- YOUR TASK -
Search the entries below for "theme", and copy each line where it appears.

[Saved data entries]
++++++++++

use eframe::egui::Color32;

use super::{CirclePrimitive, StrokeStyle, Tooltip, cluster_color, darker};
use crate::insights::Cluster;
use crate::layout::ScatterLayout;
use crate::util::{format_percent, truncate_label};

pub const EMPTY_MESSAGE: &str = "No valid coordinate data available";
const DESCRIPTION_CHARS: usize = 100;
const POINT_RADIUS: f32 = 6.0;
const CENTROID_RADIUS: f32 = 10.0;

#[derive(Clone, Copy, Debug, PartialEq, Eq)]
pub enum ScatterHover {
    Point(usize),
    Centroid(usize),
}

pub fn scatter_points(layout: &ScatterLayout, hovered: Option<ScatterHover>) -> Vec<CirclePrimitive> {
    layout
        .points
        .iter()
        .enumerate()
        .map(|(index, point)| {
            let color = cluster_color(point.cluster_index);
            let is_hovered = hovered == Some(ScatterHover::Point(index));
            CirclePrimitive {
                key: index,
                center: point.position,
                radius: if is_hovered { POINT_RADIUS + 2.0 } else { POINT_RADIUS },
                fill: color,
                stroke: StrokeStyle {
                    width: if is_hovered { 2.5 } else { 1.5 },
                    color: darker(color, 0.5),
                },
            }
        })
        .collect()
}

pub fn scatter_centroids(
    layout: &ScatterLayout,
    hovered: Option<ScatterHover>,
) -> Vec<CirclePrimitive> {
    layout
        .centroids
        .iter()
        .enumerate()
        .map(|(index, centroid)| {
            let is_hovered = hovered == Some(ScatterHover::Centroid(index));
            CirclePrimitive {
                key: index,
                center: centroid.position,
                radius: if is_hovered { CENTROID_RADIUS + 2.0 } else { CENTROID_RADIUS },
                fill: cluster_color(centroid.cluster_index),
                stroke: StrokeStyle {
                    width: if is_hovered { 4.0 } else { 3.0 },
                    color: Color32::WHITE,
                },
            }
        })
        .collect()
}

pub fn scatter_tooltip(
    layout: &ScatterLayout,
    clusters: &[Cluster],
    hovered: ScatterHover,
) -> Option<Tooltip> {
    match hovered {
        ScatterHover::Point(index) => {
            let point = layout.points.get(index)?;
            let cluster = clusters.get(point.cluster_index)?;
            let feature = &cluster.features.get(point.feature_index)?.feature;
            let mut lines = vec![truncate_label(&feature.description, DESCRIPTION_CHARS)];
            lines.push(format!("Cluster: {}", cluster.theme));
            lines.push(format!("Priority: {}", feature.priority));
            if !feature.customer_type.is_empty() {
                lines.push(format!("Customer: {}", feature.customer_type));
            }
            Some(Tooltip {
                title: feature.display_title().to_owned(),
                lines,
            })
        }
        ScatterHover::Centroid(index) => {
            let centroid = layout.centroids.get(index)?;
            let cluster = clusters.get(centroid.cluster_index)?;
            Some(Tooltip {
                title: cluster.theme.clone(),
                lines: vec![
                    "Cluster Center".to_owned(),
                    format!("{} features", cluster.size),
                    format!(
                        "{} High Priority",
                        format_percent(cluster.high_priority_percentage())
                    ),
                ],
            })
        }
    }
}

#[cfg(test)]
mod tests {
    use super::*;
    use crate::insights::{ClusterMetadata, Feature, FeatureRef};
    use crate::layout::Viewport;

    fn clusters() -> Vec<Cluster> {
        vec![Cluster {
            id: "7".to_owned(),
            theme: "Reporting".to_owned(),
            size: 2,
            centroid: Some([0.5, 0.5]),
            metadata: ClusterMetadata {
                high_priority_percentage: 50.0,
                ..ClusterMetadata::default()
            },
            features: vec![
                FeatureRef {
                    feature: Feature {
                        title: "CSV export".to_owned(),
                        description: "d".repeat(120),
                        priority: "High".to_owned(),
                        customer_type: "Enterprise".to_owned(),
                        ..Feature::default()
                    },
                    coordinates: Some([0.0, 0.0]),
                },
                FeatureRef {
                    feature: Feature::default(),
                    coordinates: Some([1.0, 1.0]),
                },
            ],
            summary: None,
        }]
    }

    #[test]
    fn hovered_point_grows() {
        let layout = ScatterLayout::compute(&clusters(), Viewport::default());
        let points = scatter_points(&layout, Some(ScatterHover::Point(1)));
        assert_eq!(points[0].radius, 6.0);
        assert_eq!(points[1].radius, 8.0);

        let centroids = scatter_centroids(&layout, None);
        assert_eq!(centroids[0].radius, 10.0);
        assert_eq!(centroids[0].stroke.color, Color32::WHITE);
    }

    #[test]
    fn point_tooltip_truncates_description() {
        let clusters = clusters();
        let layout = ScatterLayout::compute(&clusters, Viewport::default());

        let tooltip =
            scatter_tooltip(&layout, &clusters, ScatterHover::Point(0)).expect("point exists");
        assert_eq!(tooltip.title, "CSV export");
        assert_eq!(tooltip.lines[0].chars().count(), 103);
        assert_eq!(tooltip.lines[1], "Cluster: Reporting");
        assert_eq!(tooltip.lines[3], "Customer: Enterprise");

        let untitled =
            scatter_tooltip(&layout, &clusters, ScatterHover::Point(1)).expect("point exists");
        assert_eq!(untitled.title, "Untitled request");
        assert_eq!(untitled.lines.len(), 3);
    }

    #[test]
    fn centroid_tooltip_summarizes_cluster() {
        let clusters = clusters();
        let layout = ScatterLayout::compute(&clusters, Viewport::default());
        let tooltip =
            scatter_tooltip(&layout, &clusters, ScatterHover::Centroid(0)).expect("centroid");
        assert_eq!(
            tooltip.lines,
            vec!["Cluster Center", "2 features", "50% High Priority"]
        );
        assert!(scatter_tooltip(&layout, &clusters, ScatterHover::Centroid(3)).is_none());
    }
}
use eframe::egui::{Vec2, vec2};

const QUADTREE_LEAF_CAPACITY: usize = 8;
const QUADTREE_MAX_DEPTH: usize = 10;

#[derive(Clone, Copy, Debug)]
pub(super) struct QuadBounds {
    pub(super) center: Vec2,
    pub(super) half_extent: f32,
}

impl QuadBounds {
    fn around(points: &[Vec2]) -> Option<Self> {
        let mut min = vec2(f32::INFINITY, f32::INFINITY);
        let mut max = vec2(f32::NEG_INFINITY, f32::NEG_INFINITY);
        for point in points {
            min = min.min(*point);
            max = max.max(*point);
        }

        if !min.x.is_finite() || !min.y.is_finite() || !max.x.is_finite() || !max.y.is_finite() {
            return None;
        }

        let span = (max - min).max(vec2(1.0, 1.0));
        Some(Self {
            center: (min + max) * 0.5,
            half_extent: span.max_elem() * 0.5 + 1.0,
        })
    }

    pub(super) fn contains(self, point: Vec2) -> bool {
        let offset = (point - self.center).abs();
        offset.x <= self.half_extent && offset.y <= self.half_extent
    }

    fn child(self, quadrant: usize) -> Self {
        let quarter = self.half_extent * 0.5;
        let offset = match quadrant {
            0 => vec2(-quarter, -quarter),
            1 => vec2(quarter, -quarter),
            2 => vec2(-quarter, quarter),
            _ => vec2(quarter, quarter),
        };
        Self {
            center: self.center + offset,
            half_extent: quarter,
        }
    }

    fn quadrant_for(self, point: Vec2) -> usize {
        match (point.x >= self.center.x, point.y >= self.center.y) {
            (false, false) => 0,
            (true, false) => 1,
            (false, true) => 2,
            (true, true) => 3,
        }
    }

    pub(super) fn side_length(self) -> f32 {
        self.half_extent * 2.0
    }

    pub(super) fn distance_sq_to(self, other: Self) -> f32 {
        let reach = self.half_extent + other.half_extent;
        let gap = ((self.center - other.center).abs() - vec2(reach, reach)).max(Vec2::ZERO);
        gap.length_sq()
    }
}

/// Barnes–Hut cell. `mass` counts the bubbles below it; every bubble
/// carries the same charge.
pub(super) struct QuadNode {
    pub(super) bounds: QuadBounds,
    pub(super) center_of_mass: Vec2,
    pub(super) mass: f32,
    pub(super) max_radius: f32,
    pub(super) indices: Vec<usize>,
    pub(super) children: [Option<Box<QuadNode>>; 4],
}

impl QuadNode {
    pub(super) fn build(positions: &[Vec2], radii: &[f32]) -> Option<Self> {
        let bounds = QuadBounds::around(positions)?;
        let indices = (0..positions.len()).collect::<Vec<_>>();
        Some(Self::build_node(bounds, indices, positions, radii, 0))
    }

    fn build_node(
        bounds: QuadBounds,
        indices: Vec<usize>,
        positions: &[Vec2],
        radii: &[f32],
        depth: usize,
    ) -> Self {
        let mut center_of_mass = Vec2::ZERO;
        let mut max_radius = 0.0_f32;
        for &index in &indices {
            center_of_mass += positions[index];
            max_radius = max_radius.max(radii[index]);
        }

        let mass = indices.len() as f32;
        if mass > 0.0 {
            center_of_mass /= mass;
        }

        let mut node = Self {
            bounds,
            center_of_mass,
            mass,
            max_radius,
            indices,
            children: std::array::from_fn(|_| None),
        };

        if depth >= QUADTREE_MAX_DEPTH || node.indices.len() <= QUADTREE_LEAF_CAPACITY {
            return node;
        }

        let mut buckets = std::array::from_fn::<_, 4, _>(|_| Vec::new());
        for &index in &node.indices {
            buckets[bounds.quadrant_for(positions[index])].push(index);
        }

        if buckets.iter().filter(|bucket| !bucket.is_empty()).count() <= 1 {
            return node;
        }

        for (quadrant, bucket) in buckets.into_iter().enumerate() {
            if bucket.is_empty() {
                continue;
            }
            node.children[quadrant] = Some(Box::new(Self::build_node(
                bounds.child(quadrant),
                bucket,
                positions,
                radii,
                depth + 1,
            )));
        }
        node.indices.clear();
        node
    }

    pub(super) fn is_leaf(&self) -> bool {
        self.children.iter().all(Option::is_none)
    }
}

++++++++++

- SOLUTION FOR THIS TASK -
            lines.push(format!("Cluster: {}", cluster.theme));
                title: cluster.theme.clone(),
            theme: "Reporting".to_owned(),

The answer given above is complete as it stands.